[Collected data]
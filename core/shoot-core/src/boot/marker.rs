//! Persisted launch marker used to spot an abnormal previous exit.
//!
//! Every launch overwrites the marker with `clean_exit: false`; a clean
//! shutdown flips it to true. Finding an unclean marker from a different
//! process on the next launch means that run died. This is a diagnostic
//! signal only and never changes how the current run boots.

use chrono::{DateTime, Utc};
use fs_err as fs;
use serde::{Deserialize, Serialize};
use std::path::{Path, PathBuf};
use tracing::{debug, warn};

#[derive(Debug, Clone, PartialEq, Eq, Serialize, Deserialize)]
struct MarkerState {
    pid: u32,
    started_at: String,
    clean_exit: bool,
}

#[derive(Debug, Clone, Default, PartialEq, Eq)]
pub struct LaunchReport {
    pub previous_unclean: bool,
    pub previous_started_at: Option<DateTime<Utc>>,
}

#[derive(Debug, Clone)]
pub struct LaunchMarker {
    path: PathBuf,
}

impl LaunchMarker {
    pub fn new(path: PathBuf) -> Self {
        Self { path }
    }

    pub fn path(&self) -> &Path {
        &self.path
    }

    pub fn record_launch(&self) -> LaunchReport {
        self.record_launch_at(Utc::now(), std::process::id())
    }

    pub fn mark_clean_exit(&self) {
        self.mark_clean_exit_for(std::process::id())
    }

    fn record_launch_at(&self, now: DateTime<Utc>, pid: u32) -> LaunchReport {
        let previous = match load_state(&self.path) {
            Ok(previous) => previous,
            Err(err) => {
                warn!(error = %err, "Failed to read launch marker");
                None
            }
        };

        let report = evaluate(previous.as_ref(), pid);
        if report.previous_unclean {
            warn!(
                previous_started_at = ?report.previous_started_at,
                "Previous launch did not exit cleanly"
            );
        }

        let state = MarkerState {
            pid,
            started_at: now.to_rfc3339(),
            clean_exit: false,
        };
        if let Err(err) = save_state(&self.path, &state) {
            warn!(error = %err, "Failed to persist launch marker");
        }

        report
    }

    fn mark_clean_exit_for(&self, pid: u32) {
        let mut state = match load_state(&self.path) {
            Ok(Some(state)) => state,
            Ok(None) => return,
            Err(err) => {
                warn!(error = %err, "Failed to read launch marker on exit");
                return;
            }
        };

        if state.pid != pid {
            debug!(marker_pid = state.pid, pid, "Launch marker owned by another process");
            return;
        }

        state.clean_exit = true;
        if let Err(err) = save_state(&self.path, &state) {
            warn!(error = %err, "Failed to record clean exit");
        }
    }
}

/// A retry inside the same process re-records the launch; only a marker left
/// by another process counts as an abnormal exit.
fn evaluate(previous: Option<&MarkerState>, pid: u32) -> LaunchReport {
    match previous {
        Some(state) if !state.clean_exit && state.pid != pid => LaunchReport {
            previous_unclean: true,
            previous_started_at: parse_timestamp(&state.started_at),
        },
        Some(state) => LaunchReport {
            previous_unclean: false,
            previous_started_at: parse_timestamp(&state.started_at),
        },
        None => LaunchReport::default(),
    }
}

fn parse_timestamp(value: &str) -> Option<DateTime<Utc>> {
    DateTime::parse_from_rfc3339(value)
        .ok()
        .map(|dt| dt.with_timezone(&Utc))
}

fn load_state(path: &Path) -> Result<Option<MarkerState>, String> {
    let data = match fs::read(path) {
        Ok(data) => data,
        Err(err) if err.kind() == std::io::ErrorKind::NotFound => return Ok(None),
        Err(err) => return Err(format!("Failed to read launch marker: {}", err)),
    };

    serde_json::from_slice(&data)
        .map(Some)
        .map_err(|err| format!("Failed to parse launch marker: {}", err))
}

fn save_state(path: &Path, state: &MarkerState) -> Result<(), String> {
    if let Some(parent) = path.parent() {
        fs::create_dir_all(parent)
            .map_err(|err| format!("Failed to create launch marker dir: {}", err))?;
    }

    let payload = serde_json::to_vec_pretty(state)
        .map_err(|err| format!("Failed to serialize launch marker: {}", err))?;
    let tmp_path = path.with_extension("tmp");
    fs::write(&tmp_path, payload)
        .map_err(|err| format!("Failed to write launch marker: {}", err))?;
    fs::rename(&tmp_path, path)
        .map_err(|err| format!("Failed to commit launch marker: {}", err))?;
    Ok(())
}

* What you have to do: Return exactly the lines of the data, and only those, from the line with "Err(err) if err.kind()" through the last line, inclusive.

* Answer section:
        Err(err) if err.kind() == std::io::ErrorKind::NotFound => return Ok(None),
        Err(err) => return Err(format!("Failed to read launch marker: {}", err)),
    };

    serde_json::from_slice(&data)
        .map(Some)
        .map_err(|err| format!("Failed to parse launch marker: {}", err))
}

fn save_state(path: &Path, state: &MarkerState) -> Result<(), String> {
    if let Some(parent) = path.parent() {
        fs::create_dir_all(parent)
            .map_err(|err| format!("Failed to create launch marker dir: {}", err))?;
    }

    let payload = serde_json::to_vec_pretty(state)
        .map_err(|err| format!("Failed to serialize launch marker: {}", err))?;
    let tmp_path = path.with_extension("tmp");
    fs::write(&tmp_path, payload)
        .map_err(|err| format!("Failed to write launch marker: {}", err))?;
    fs::rename(&tmp_path, path)
        .map_err(|err| format!("Failed to commit launch marker: {}", err))?;
    Ok(())
}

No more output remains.